_Exercise brief_: The data below is to be retyped exactly, line by line.

_Records supplied_:

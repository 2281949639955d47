//! Which key presses a measurement field lets through.
//!
//! Digits, separators, minus and the editing keys pass. Enter moves focus
//! within the card, Tab is swallowed, and clipboard shortcuts always work.

/// A key press as the field editor receives it.
#[derive(Debug, Clone, Copy, PartialEq, Eq)]
pub enum Key {
    Char(char),
    Backspace,
    Delete,
    Escape,
    ArrowLeft,
    ArrowRight,
    ArrowUp,
    ArrowDown,
    Tab,
    Enter,
    Other,
}

#[derive(Debug, Clone, Copy, Default, PartialEq, Eq)]
pub struct Modifiers {
    pub ctrl: bool,
    pub meta: bool,
    pub alt: bool,
    pub shift: bool,
}

impl Modifiers {
    pub const NONE: Self = Self {
        ctrl: false,
        meta: false,
        alt: false,
        shift: false,
    };

    pub const CTRL: Self = Self {
        ctrl: true,
        ..Self::NONE
    };

    pub const META: Self = Self {
        meta: true,
        ..Self::NONE
    };

    fn command(&self) -> bool {
        self.ctrl || self.meta
    }
}

/// What the field editor should do with a key press.
#[derive(Debug, Clone, Copy, PartialEq, Eq)]
pub enum KeyAction {
    /// Let the editor handle the key.
    Pass,
    /// Swallow the key.
    Suppress,
    /// Swallow the key and move focus to the next field of the card.
    FocusNextInCard,
}

/// Clipboard and select-all shortcuts, on both Latin and Russian layouts.
fn is_clipboard_shortcut(ch: char) -> bool {
    matches!(
        ch.to_lowercase().next().unwrap_or(ch),
        'c' | 'x' | 'v' | 'a' | 'с' | 'ч' | 'м' | 'ф'
    )
}

/// Key policy for numeric measurement fields.
pub fn key_action(
    key: Key,
    modifiers: Modifiers,
) -> KeyAction {
    match key {
        Key::Char(ch) if modifiers.command() && is_clipboard_shortcut(ch) => KeyAction::Pass,
        Key::Char(_) if modifiers.command() || modifiers.alt => KeyAction::Suppress,
        Key::Char(ch) if ch.is_ascii_digit() || matches!(ch, ',' | '.' | '-') => KeyAction::Pass,
        Key::Backspace
        | Key::Delete
        | Key::Escape
        | Key::ArrowLeft
        | Key::ArrowRight
        | Key::ArrowUp
        | Key::ArrowDown => KeyAction::Pass,
        Key::Enter => KeyAction::FocusNextInCard,
        Key::Tab | Key::Char(_) | Key::Other => KeyAction::Suppress,
    }
}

_Answer box_:
repository 2281949639955d47
//! Which key presses a measurement field lets through.
//!
//! Digits, separators, minus and the editing keys pass. Enter moves focus
//! within the card, Tab is swallowed, and clipboard shortcuts always work.

/// A key press as the field editor receives it.
#[derive(Debug, Clone, Copy, PartialEq, Eq)]
pub enum Key {
    Char(char),
    Backspace,
    Delete,
    Escape,
    ArrowLeft,
    ArrowRight,
    ArrowUp,
    ArrowDown,
    Tab,
    Enter,
    Other,
}

#[derive(Debug, Clone, Copy, Default, PartialEq, Eq)]
pub struct Modifiers {
    pub ctrl: bool,
    pub meta: bool,
    pub alt: bool,
    pub shift: bool,
}

impl Modifiers {
    pub const NONE: Self = Self {
        ctrl: false,
        meta: false,
        alt: false,
        shift: false,
    };

    pub const CTRL: Self = Self {
        ctrl: true,
        ..Self::NONE
    };

    pub const META: Self = Self {
        meta: true,
        ..Self::NONE
    };

    fn command(&self) -> bool {
        self.ctrl || self.meta
    }
}

/// What the field editor should do with a key press.
#[derive(Debug, Clone, Copy, PartialEq, Eq)]
pub enum KeyAction {
    /// Let the editor handle the key.
    Pass,
    /// Swallow the key.
    Suppress,
    /// Swallow the key and move focus to the next field of the card.
    FocusNextInCard,
}

/// Clipboard and select-all shortcuts, on both Latin and Russian layouts.
fn is_clipboard_shortcut(ch: char) -> bool {
    matches!(
        ch.to_lowercase().next().unwrap_or(ch),
        'c' | 'x' | 'v' | 'a' | 'с' | 'ч' | 'м' | 'ф'
    )
}

/// Key policy for numeric measurement fields.
pub fn key_action(
    key: Key,
    modifiers: Modifiers,
) -> KeyAction {
    match key {
        Key::Char(ch) if modifiers.command() && is_clipboard_shortcut(ch) => KeyAction::Pass,
        Key::Char(_) if modifiers.command() || modifiers.alt => KeyAction::Suppress,
        Key::Char(ch) if ch.is_ascii_digit() || matches!(ch, ',' | '.' | '-') => KeyAction::Pass,
        Key::Backspace
        | Key::Delete
        | Key::Escape
        | Key::ArrowLeft
        | Key::ArrowRight
        | Key::ArrowUp
        | Key::ArrowDown => KeyAction::Pass,
        Key::Enter => KeyAction::FocusNextInCard,
        Key::Tab | Key::Char(_) | Key::Other => KeyAction::Suppress,
    }
}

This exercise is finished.